◆ About this task ◆
Needed from the entries below: every line that holds the word "Option".

◆ Information ◆
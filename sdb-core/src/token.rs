//! トークンと字句ルール表

/// トークンの種類
#[derive(Debug, Clone, Copy, PartialEq, Eq, Hash)]
pub enum TokenKind {
    /// 空白（トークン列には現れない）
    NoType,
    /// 数値リテラル（10進数 / 0x付き16進数）
    Num,
    /// レジスタ参照: `$a0`
    Reg,
    LParen,
    RParen,
    Plus,
    Minus,
    Mul,
    Div,
    Eq,
    Neq,
    Lt,
    Gt,
    Le,
    Ge,
    And,
    Or,
    /// 単項プラス
    Pos,
    /// 単項マイナス
    Neg,
    /// デリファレンス: `*addr`
    Deref,
}

/// 演算子の結合の強さ（弱い順）
#[derive(Debug, Clone, Copy, PartialEq, Eq, PartialOrd, Ord)]
pub enum Precedence {
    Or,
    And,
    Equality,
    Relational,
    Additive,
    Multiplicative,
    Unary,
}

impl TokenKind {
    /// オペランドの終端になれるトークンか
    ///
    /// 直前のトークンがこれに該当すれば `+ - *` は二項演算子として扱います。
    pub fn is_boundary(self) -> bool {
        matches!(self, TokenKind::RParen | TokenKind::Num | TokenKind::Reg)
    }

    /// 主演算子になり得ないトークンか
    pub fn is_non_operator(self) -> bool {
        matches!(
            self,
            TokenKind::LParen | TokenKind::RParen | TokenKind::Num | TokenKind::Reg
        )
    }

    /// 単項演算子か
    pub fn is_unary(self) -> bool {
        matches!(self, TokenKind::Pos | TokenKind::Neg | TokenKind::Deref)
    }

    /// 対応する単項演算子
    pub fn to_unary(self) -> Option<TokenKind> {
        match self {
            TokenKind::Plus => Some(TokenKind::Pos),
            TokenKind::Minus => Some(TokenKind::Neg),
            TokenKind::Mul => Some(TokenKind::Deref),
            _ => None,
        }
    }

    /// 演算子の優先順位。演算子でなければ `None`
    pub fn precedence(self) -> Option<Precedence> {
        let prec = match self {
            TokenKind::Or => Precedence::Or,
            TokenKind::And => Precedence::And,
            TokenKind::Eq | TokenKind::Neq => Precedence::Equality,
            TokenKind::Lt | TokenKind::Gt | TokenKind::Le | TokenKind::Ge => Precedence::Relational,
            TokenKind::Plus | TokenKind::Minus => Precedence::Additive,
            TokenKind::Mul | TokenKind::Div => Precedence::Multiplicative,
            TokenKind::Pos | TokenKind::Neg | TokenKind::Deref => Precedence::Unary,
            _ => return None,
        };
        Some(prec)
    }

    /// テキストを保持するトークンか
    pub fn has_text(self) -> bool {
        matches!(self, TokenKind::Num | TokenKind::Reg)
    }
}

/// トークン
#[derive(Debug, Clone, PartialEq, Eq)]
pub struct Token {
    pub kind: TokenKind,
    /// リテラルとレジスタのみ元の文字列を保持する
    pub text: Option<String>,
}

impl Token {
    /// テキストなしのトークンを作成する
    pub fn new(kind: TokenKind) -> Self {
        Self { kind, text: None }
    }

    /// テキスト付きのトークンを作成する
    pub fn with_text(kind: TokenKind, text: impl Into<String>) -> Self {
        Self {
            kind,
            text: Some(text.into()),
        }
    }
}

/// 字句ルール表
///
/// 先頭から順に試し、最初にマッチしたルールを採用します。
/// 2文字の演算子は1文字の接頭辞より前に置きます。
pub const RULES: &[(&str, TokenKind)] = &[
    (r"\s+", TokenKind::NoType),
    (r"\+", TokenKind::Plus),
    (r"-", TokenKind::Minus),
    (r"\*", TokenKind::Mul),
    (r"/", TokenKind::Div),
    (r"==", TokenKind::Eq),
    (r"!=", TokenKind::Neq),
    (r"<=", TokenKind::Le),
    (r">=", TokenKind::Ge),
    (r"<", TokenKind::Lt),
    (r">", TokenKind::Gt),
    (r"&&", TokenKind::And),
    (r"\|\|", TokenKind::Or),
    (r"\(", TokenKind::LParen),
    (r"\)", TokenKind::RParen),
    (r"0[xX][0-9a-fA-F]+", TokenKind::Num),
    (r"[0-9]+", TokenKind::Num),
    (r"\$\w+", TokenKind::Reg),
];

#[cfg(test)]
mod tests {
    use super::*;

    #[test]
    fn test_precedence_order() {
        assert!(Precedence::Or < Precedence::And);
        assert!(Precedence::Additive < Precedence::Multiplicative);
        assert!(Precedence::Multiplicative < Precedence::Unary);
        assert_eq!(TokenKind::Le.precedence(), Some(Precedence::Relational));
        assert_eq!(TokenKind::Num.precedence(), None);
    }

    #[test]
    fn test_categories() {
        assert!(TokenKind::RParen.is_boundary());
        assert!(!TokenKind::LParen.is_boundary());
        assert!(TokenKind::LParen.is_non_operator());
        assert!(TokenKind::Deref.is_unary());
        assert_eq!(TokenKind::Mul.to_unary(), Some(TokenKind::Deref));
        assert_eq!(TokenKind::Div.to_unary(), None);
    }
}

◆ Result below ◆
    pub fn to_unary(self) -> Option<TokenKind> {
    pub fn precedence(self) -> Option<Precedence> {
    pub text: Option<String>,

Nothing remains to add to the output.